Wells Fargo Securities, LLC

Co-Managers:   

Credit Agricole Securities (USA) Inc.

Siebert Cisneros Shank & Co., L.L.C.

The information herein supplements the Preliminary Prospectus and supersedes the information in the Preliminary Prospectus to the extent inconsistent with the information in the Preliminary Prospectus.

Unless otherwise indicated, terms used but not defined herein have the meanings assigned to such terms in the Preliminary Prospectus.

It is expected that delivery of the notes will be made against payment on the notes on or about October 28, 2019, which will be five business days (as such term is used for purposes of Rule 15c6-1 of the Securities Exchange Act, as amended) following the date of pricing of the notes (this settlement cycle is referred to as “T+5”). Under Rule 15c6-1 of the Securities Exchange Act, as amended, trades in the secondary market generally are required to settle in two business days unless the parties to any such trade expressly agree otherwise. Accordingly, purchasers who wish to trade notes on the date of pricing or after such date but before settlement occurs, may be required, by virtue of the fact that the notes will settle in T+5 to specify an alternative settlement cycle at the time of any such trade to prevent a failed settlement. Purchasers of notes who wish to make such trades should consult their own advisors.

 

*

Note: A securities rating is not a recommendation to buy, sell or hold securities and may be revised or withdrawn at any time.

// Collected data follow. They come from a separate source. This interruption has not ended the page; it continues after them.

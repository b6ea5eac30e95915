//! Long-lived user settings and the store that persists them.
//!
//! Mutations are synchronous and validated at the boundary: offsets must be
//! finite and tank volume floors at 0, so nothing non-numeric ever reaches
//! the normalizer. The monitor reloads settings at the start of each cycle,
//! so a change becomes visible to the next cycle and never mid-cycle.

use crate::alert::AlertState;
use crate::error::{MonitorError, Result};
use crate::reading::CalibrationOffsets;
use chrono::{DateTime, Utc};
use eyre::WrapErr;
use std::path::PathBuf;

#[derive(Debug, Clone, Default, PartialEq)]
pub struct Settings {
    pub offsets: CalibrationOffsets,
    pub tank_volume_l: u32,
    pub last_maintenance: Option<DateTime<Utc>>,
    pub alert: AlertState,
}

impl Settings {
    pub fn set_offsets(&mut self, offsets: CalibrationOffsets) -> Result<()> {
        if !(offsets.ph.is_finite() && offsets.temperature.is_finite() && offsets.tds.is_finite()) {
            return Err(MonitorError::Settings("offsets must be finite".to_string()).into());
        }
        self.offsets = offsets;
        Ok(())
    }

    /// Negative volumes floor at 0; non-finite input is rejected.
    pub fn set_tank_volume_l(&mut self, liters: f64) -> Result<()> {
        if !liters.is_finite() {
            return Err(MonitorError::Settings("tank volume must be finite".to_string()).into());
        }
        #[allow(clippy::cast_possible_truncation, clippy::cast_sign_loss)]
        let v = liters.round().clamp(0.0, f64::from(u32::MAX)) as u32;
        self.tank_volume_l = v;
        Ok(())
    }

    pub fn log_maintenance(&mut self, at: DateTime<Utc>) {
        self.last_maintenance = Some(at);
    }
}

/// Durable key-value storage for `Settings`.
pub trait SettingsStore {
    fn load(&self) -> Result<Settings>;
    fn save(&mut self, settings: &Settings) -> Result<()>;
}

/// TOML file store backed by `biofilm_config::{load_settings, save_settings}`.
#[derive(Debug, Clone)]
pub struct FileSettingsStore {
    path: PathBuf,
}

impl FileSettingsStore {
    pub fn new(path: impl Into<PathBuf>) -> Self {
        Self { path: path.into() }
    }

    pub fn path(&self) -> &std::path::Path {
        &self.path
    }
}

impl SettingsStore for FileSettingsStore {
    fn load(&self) -> Result<Settings> {
        let persisted = biofilm_config::load_settings(&self.path)
            .wrap_err_with(|| format!("load settings from {}", self.path.display()))?;
        Ok(Settings::from(&persisted))
    }

    fn save(&mut self, settings: &Settings) -> Result<()> {
        let persisted = biofilm_config::PersistedSettings::from(settings);
        biofilm_config::save_settings(&self.path, &persisted)
            .wrap_err_with(|| format!("save settings to {}", self.path.display()))
    }
}
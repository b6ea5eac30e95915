//! Bounded FIFO of the most recent normalized readings.
//!
//! Insertion order is poll order and is never rearranged; trend analysis and
//! chart/export consumers rely on it.

use crate::reading::SensorReading;
use std::collections::VecDeque;

pub const DEFAULT_CAPACITY: usize = 10;

#[derive(Debug, Clone)]
pub struct HistoryWindow {
    buf: VecDeque<SensorReading>,
    capacity: usize,
}

impl Default for HistoryWindow {
    fn default() -> Self {
        Self::new(DEFAULT_CAPACITY)
    }
}

impl HistoryWindow {
    /// Capacity is clamped to at least 1.
    pub fn new(capacity: usize) -> Self {
        let capacity = capacity.max(1);
        Self {
            buf: VecDeque::with_capacity(capacity),
            capacity,
        }
    }

    /// Append a reading, evicting the oldest entries beyond capacity.
    pub fn append(&mut self, reading: SensorReading) {
        while self.buf.len() >= self.capacity {
            self.buf.pop_front();
        }
        self.buf.push_back(reading);
    }

    pub fn latest(&self) -> Option<&SensorReading> {
        self.buf.back()
    }

    /// Entry appended just before `latest()`.
    pub fn previous(&self) -> Option<&SensorReading> {
        self.buf.len().checked_sub(2).and_then(|i| self.buf.get(i))
    }

    /// Chronological iterator, oldest first.
    pub fn all(&self) -> impl ExactSizeIterator<Item = &SensorReading> {
        self.buf.iter()
    }

    pub fn len(&self) -> usize {
        self.buf.len()
    }

    pub fn is_empty(&self) -> bool {
        self.buf.is_empty()
    }

    pub fn capacity(&self) -> usize {
        self.capacity
    }
}
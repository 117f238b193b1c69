//! Error types for the build front end

use std::path::PathBuf;

use thiserror::Error;

use polystruct_core::ConfigError;

/// Errors that stop the build script. Generation problems are diagnostics,
/// not errors.
#[derive(Debug, Error)]
pub enum BuildError {
    #[error("IO error on {path}: {source}")]
    Io {
        path: PathBuf,
        #[source]
        source: std::io::Error,
    },

    #[error("Failed to walk {path}: {source}")]
    Walk {
        path: PathBuf,
        #[source]
        source: walkdir::Error,
    },

    #[error("Configuration error: {0}")]
    Config(#[from] ConfigError),

    #[error("No output directory: set OUT_DIR or call Builder::out_dir")]
    MissingOutDir,

    #[error("Cannot infer a module path for {0}; use Builder::file_in_module")]
    UnknownModule(PathBuf),
}

impl BuildError {
    pub(crate) fn io(path: impl Into<PathBuf>, source: std::io::Error) -> Self {
        Self::Io {
            path: path.into(),
            source,
        }
    }
}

The issuer has filed a registration statement (including a base prospectus and preliminary prospectus supplement) with the SEC for the offering to which this communication relates. Before you invest, you should read the base prospectus and preliminary prospectus supplement in that registration statement and other documents the issuer has filed with the SEC for more complete information about the issuer and this offering. You may get these documents for free by visiting EDGAR on the SEC Web site at www.sec.gov. Alternatively, the issuer, any underwriter or any dealer participating in the offering will arrange to send you the prospectus if you request it by calling Barclays Capital Inc. at 888-603-5847, Citigroup Global Markets Inc. at 1-800-831-9146, J.P. Morgan Securities LLC collect at 1-212-834-4533, SMBC Nikko Securities America, Inc. at 1-212-224-4000, or U.S. Bancorp Investments, Inc. at 1-866-775-9668.

 

-2-


Pricing Term Sheet

Dated October 21, 2019

DELTA AIR LINES, INC.

3.750% Notes Due 2029

 

Issuer:    Delta Air Lines, Inc.
Principal Amount:    $600,000,000
Maturity Date:    October 28, 2029
Coupon:    3.750%
Public Offering Price:    99.595% of the principal amount
Yield to Maturity:    3.799%
Spread to Benchmark Treasury:    + 200 basis points
Benchmark Treasury:    1.625% UST due August 15, 2029
Benchmark Treasury Price and Yield:    98-14 / 1.799%
Interest Payment Dates:    April 28 and October 28, commencing April 28, 2020
Optional Redemption:   

At any time prior to July 28, 2029 (three months prior to the maturity date), the notes will be redeemable, in whole or in part, at a redemption price equal to the greater of (i) 100% of the principal amount of the notes to be redeemed and (ii) the sum of the present values of the remaining scheduled payments of principal and interest on the notes to be redeemed that would have been made if such notes matured on July 28, 2029 (exclusive of interest accrued to the redemption date) discounted to the redemption date on a semi-annual basis (assuming a 360-day year consisting of twelve 30-day months) at the applicable treasury rate plus 30 basis points, plus, in each case, accrued and unpaid interest on the principal amount of the notes to be redeemed to the date of redemption.

 

At any time on or after July 28, 2029, the notes will be redeemable, in whole or in part, at a redemption price of 100% of the principal amount of the notes to be redeemed, plus accrued and unpaid interest thereon to the date of redemption.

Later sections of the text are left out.